Task objective:
Return each line of the entries that mentions the word "SystemClock".

(Recorded information begins)

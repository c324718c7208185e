use crate::provider::Clock;

/// Wall clock in UTC
#[derive(Debug, Clone, Copy, Default)]
pub struct SystemClock;

impl Clock for SystemClock {
    fn now_ms(&self) -> i64 {
        chrono::Utc::now().timestamp_millis()
    }
}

(Recorded information ends)

Answer to the exercise:
pub struct SystemClock;
impl Clock for SystemClock {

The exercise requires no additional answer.